En Luz rabiosa, Priscilla Velázquez Rivera emprende una de las búsquedas narrativas más singulares de la literatura reciente: convierte los sentidos —la oreja, la lengua, la nariz, el ojo, la mano y un enigmático “verdadero ojo”— en protagonistas de una conversación íntima y a la vez universal. Desde esa perspectiva sensorial, casi anatómica, la autora construye un relato que no aspira únicamente a contar una historia, sino a explorar cómo se cuenta, desde dónde se percibe y qué parte del cuerpo es la que realmente recuerda, sufre o ama.
Publicada por Ediciones Destino en 2024, la obra aparece en un momento en que la narrativa contemporánea busca nuevas formas de representar la subjetividad. Velázquez Rivera responde a ese desafío con una estructura caleidoscópica que renuncia a la liniedad y prefiere la rotación del punto de vista: cada sentido revela un fragmento, una intuición, una emoción que los otros completan o contradicen. El resultado es una narración que se mueve por capas, donde cada órgano no es un ser aislado, sino una voz con memoria, deseo y heridas propias.

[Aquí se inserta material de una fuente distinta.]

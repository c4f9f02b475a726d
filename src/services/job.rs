use std::fmt;

use crate::services::error::JobError;

/// Identifier assigned by the upstream service when a job is created.
#[derive(Debug, Clone, PartialEq, Eq, Hash)]
pub struct JobId(String);

impl JobId {
    pub fn new(id: impl Into<String>) -> Self {
        JobId(id.into().trim().to_string())
    }

    pub fn as_str(&self) -> &str {
        &self.0
    }
}

impl fmt::Display for JobId {
    fn fmt(&self, f: &mut fmt::Formatter<'_>) -> fmt::Result {
        f.write_str(&self.0)
    }
}

/// Status reported by the upstream service for an existing job.
#[derive(Debug, Clone, Copy, PartialEq, Eq)]
pub enum JobStatus {
    Pending,
    Running,
    Finished,
}

impl JobStatus {
    /// Maps a plain-text status token.
    ///
    /// `FINISHED` is the only completion token; everything else means the
    /// caller should keep polling.
    pub fn from_token(token: &str) -> Self {
        match token.trim() {
            "FINISHED" => JobStatus::Finished,
            "PENDING" | "QUEUED" => JobStatus::Pending,
            _ => JobStatus::Running,
        }
    }

    pub fn is_finished(self) -> bool {
        self == JobStatus::Finished
    }
}

/// Where a sequence's scan currently is.
#[derive(Debug, Clone, Copy, PartialEq, Eq)]
pub enum JobState {
    Queued,
    Submitting,
    Polling,
    Fetching,
    Parsing,
    Done,
    Failed,
}

impl JobState {
    pub fn is_terminal(self) -> bool {
        matches!(self, JobState::Done | JobState::Failed)
    }
}

/// One sequence's job, alive only while its scan runs.
#[derive(Debug)]
pub struct Job {
    pub sequence: String,
    pub id: Option<JobId>,
    pub state: JobState,
    pub last_error: Option<JobError>,
}

impl Job {
    pub fn new(sequence: impl Into<String>) -> Self {
        Job {
            sequence: sequence.into(),
            id: None,
            state: JobState::Queued,
            last_error: None,
        }
    }

    /// Moves to the next state. Terminal states are absorbing.
    pub fn advance(&mut self, next: JobState) {
        if self.state.is_terminal() {
            log::warn!(
                "{}: ignoring transition {:?} -> {:?} out of a terminal state",
                self.sequence,
                self.state,
                next
            );
            return;
        }
        log::debug!("{}: {:?} -> {:?}", self.sequence, self.state, next);
        self.state = next;
    }

    pub fn fail(&mut self, error: JobError) {
        self.advance(JobState::Failed);
        self.last_error = Some(error);
    }

    /// Consumes the job into the record kept in a [`RunReport`](crate::services::orchestrator::RunReport).
    pub fn into_outcome(self, features: usize) -> JobOutcome {
        JobOutcome {
            sequence: self.sequence,
            job_id: self.id,
            state: self.state,
            features,
            error: self.last_error,
        }
    }
}

/// The settled result of one sequence's scan.
#[derive(Debug)]
pub struct JobOutcome {
    pub sequence: String,
    pub job_id: Option<JobId>,
    pub state: JobState,
    /// Number of features appended to the sequence.
    pub features: usize,
    pub error: Option<JobError>,
}

impl JobOutcome {
    pub fn succeeded(&self) -> bool {
        self.state == JobState::Done
    }
}

#[cfg(test)]
mod tests {
    use super::*;

    #[test]
    fn test_job_id_is_trimmed() {
        let id = JobId::new("iprscan5-R20261019-123456-0001-1234-p1m\n");
        assert_eq!(id.as_str(), "iprscan5-R20261019-123456-0001-1234-p1m");
    }

    #[test]
    fn test_status_tokens() {
        assert_eq!(JobStatus::from_token("FINISHED"), JobStatus::Finished);
        assert_eq!(JobStatus::from_token("FINISHED\n"), JobStatus::Finished);
        assert_eq!(JobStatus::from_token("QUEUED"), JobStatus::Pending);
        assert_eq!(JobStatus::from_token("RUNNING"), JobStatus::Running);
        assert_eq!(JobStatus::from_token("finished"), JobStatus::Running);
        assert!(!JobStatus::from_token("ERROR").is_finished());
    }

    #[test]
    fn test_failed_is_absorbing() {
        let mut job = Job::new("seq");
        job.advance(JobState::Submitting);
        job.fail(JobError::GateClosed);
        job.advance(JobState::Polling);

        assert_eq!(job.state, JobState::Failed);
        let outcome = job.into_outcome(0);
        assert!(!outcome.succeeded());
        assert_eq!(outcome.error.unwrap().kind(), "GateClosed");
    }
}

La apuesta es arriesgada y brillante. La autora despliega una prosa que no necesita alardes técnicos: escribe desde ese talento que nace del roce con la lectura profunda y de una sensibilidad que no teme cruzar zonas incómodas. Hay escenas donde la lengua narra con un temblor que recuerda la fragilidad del deseo; otras en las que la mano revela la historia secreta de los gestos; o momentos en que la nariz —a menudo olvidada en la literatura— recupera olores que contienen la genealogía emocional de un personaje. Pero es el “verdadero ojo” quien introduce el dilema mayor: ¿qué es ver? ¿El acto físico o la capacidad de interpretar lo visto?
Estamos, sin dudas, ante una autora cuya madurez narrativa desborda la técnica y confirma que la literatura contemporánea tiene todavía territorios vírgenes
La obra es brutal, honesta y contemporánea, pero no por su tono, sino por su sinceridad estructural. Cada sentido actúa como un testigo parcial que intenta descifrar la verdad emocional de los protagonistas. La autora entiende que los seres humanos cargamos relatos que no siempre encuentran salida, y que la identidad no es un bloque uniforme, sino una conversación continua entre percepciones, recuerdos y silencios. En ese gesto narrativo hay una sabiduría que sobrepasa la técnica: la comprensión de que la verdad humana suele estar repartida en piezas, algunas luminosas, otras opacas.
En este dispositivo literario, Velázquez Rivera consigue algo infrecuente: hacer del amor verdadero el eje de la narración sin caer en sentimentalismos. El amor aparece como una fuerza que desordena, que desnuda, que obliga a confrontarse con la parte oculta del propio ser. A través del diálogo entre los sentidos, el lector comprende que amar es también un acto perceptivo: ver lo que no queríamos ver, oír lo que teníamos que oír, tocar lo que nos compromete, saborear lo que deja huella. Y que detrás de todo hay un “verdadero ojo” —esa conciencia profunda que no puede engañarse— que reclama su lugar en la historia.
Luz rabiosa es una obra que se lee con la sensación de asistir a un experimento narrativo donde la inteligencia literaria y la intuición emocional trabajan en perfecta sintonía. Velázquez Rivera demuestra que la novela todavía puede reinventarse sin perder su capacidad de conmover. Su escritura es limpia, precisa, sin palabras sobrantes, sin artificio y, sobre todo, profundamente humana.
Estamos, sin dudas, ante una autora cuya madurez narrativa desborda la técnica y confirma que la literatura contemporánea tiene todavía territorios vírgenes donde la imaginación, la sensibilidad y la verdad pueden encontrarse sin pedir permiso.